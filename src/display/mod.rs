//! Display sinks and keyboard polling.
//!
//! - `window`: OpenCV highgui window (feature: backend-opencv)
//! - `headless`: no window; keys come from a script (testing, synthetic runs)

pub mod headless;
#[cfg(feature = "backend-opencv")]
pub mod window;

use std::fmt;
use std::str::FromStr;
use std::time::Duration;

use anyhow::{anyhow, Result};

use crate::frame::Frame;
use crate::overlay::OverlayItem;

pub use headless::HeadlessDisplay;
#[cfg(feature = "backend-opencv")]
pub use window::WindowDisplay;

pub const DEFAULT_WINDOW_TITLE: &str = "Face Size and Distance Detection";
pub const DEFAULT_KEY_WAIT: Duration = Duration::from_millis(1);

/// Where annotated frames go, and where keys come from.
pub trait DisplaySink {
    /// Draw `overlay` onto `frame` and present it.
    fn show(&mut self, frame: &mut Frame, overlay: &[OverlayItem]) -> Result<()>;

    /// Wait up to `wait` for a key press.
    fn poll_key(&mut self, wait: Duration) -> Result<Option<char>>;
}

impl<D: DisplaySink + ?Sized> DisplaySink for Box<D> {
    fn show(&mut self, frame: &mut Frame, overlay: &[OverlayItem]) -> Result<()> {
        (**self).show(frame, overlay)
    }

    fn poll_key(&mut self, wait: Duration) -> Result<Option<char>> {
        (**self).poll_key(wait)
    }
}

#[derive(Clone, Copy, Debug, PartialEq, Eq)]
pub enum DisplayMode {
    Window,
    Headless,
}

impl FromStr for DisplayMode {
    type Err = anyhow::Error;

    fn from_str(s: &str) -> Result<Self> {
        match s.trim().to_ascii_lowercase().as_str() {
            "window" => Ok(Self::Window),
            "headless" | "none" => Ok(Self::Headless),
            other => Err(anyhow!("unknown display mode '{}'", other)),
        }
    }
}

impl fmt::Display for DisplayMode {
    fn fmt(&self, f: &mut fmt::Formatter<'_>) -> fmt::Result {
        match self {
            Self::Window => f.write_str("window"),
            Self::Headless => f.write_str("headless"),
        }
    }
}

/// Key wait in whole milliseconds for `waitKey`: at least 1, saturating at
/// `i32::MAX`.
pub fn wait_key_millis(wait: Duration) -> i32 {
    i32::try_from(wait.as_millis()).unwrap_or(i32::MAX).max(1)
}

/// Open the configured sink. `keys` only applies to headless mode.
pub fn open_display(
    mode: DisplayMode,
    window_title: &str,
    keys: Option<&str>,
) -> Result<Box<dyn DisplaySink>> {
    match mode {
        DisplayMode::Headless => Ok(Box::new(match keys {
            Some(script) => HeadlessDisplay::from_script(script),
            None => HeadlessDisplay::new(),
        })),
        DisplayMode::Window => {
            #[cfg(feature = "backend-opencv")]
            {
                if keys.is_some() {
                    log::warn!("key script ignored in window mode");
                }
                Ok(Box::new(WindowDisplay::open(window_title)?))
            }
            #[cfg(not(feature = "backend-opencv"))]
            {
                let _ = keys;
                Err(anyhow!(
                    "window display '{}' requires the backend-opencv feature",
                    window_title
                ))
            }
        }
    }
}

******

● **Description of the task**
Looking at the entries above, say how many lines contain the word "show". Nothing but the number is needed.

● **Task answer**
3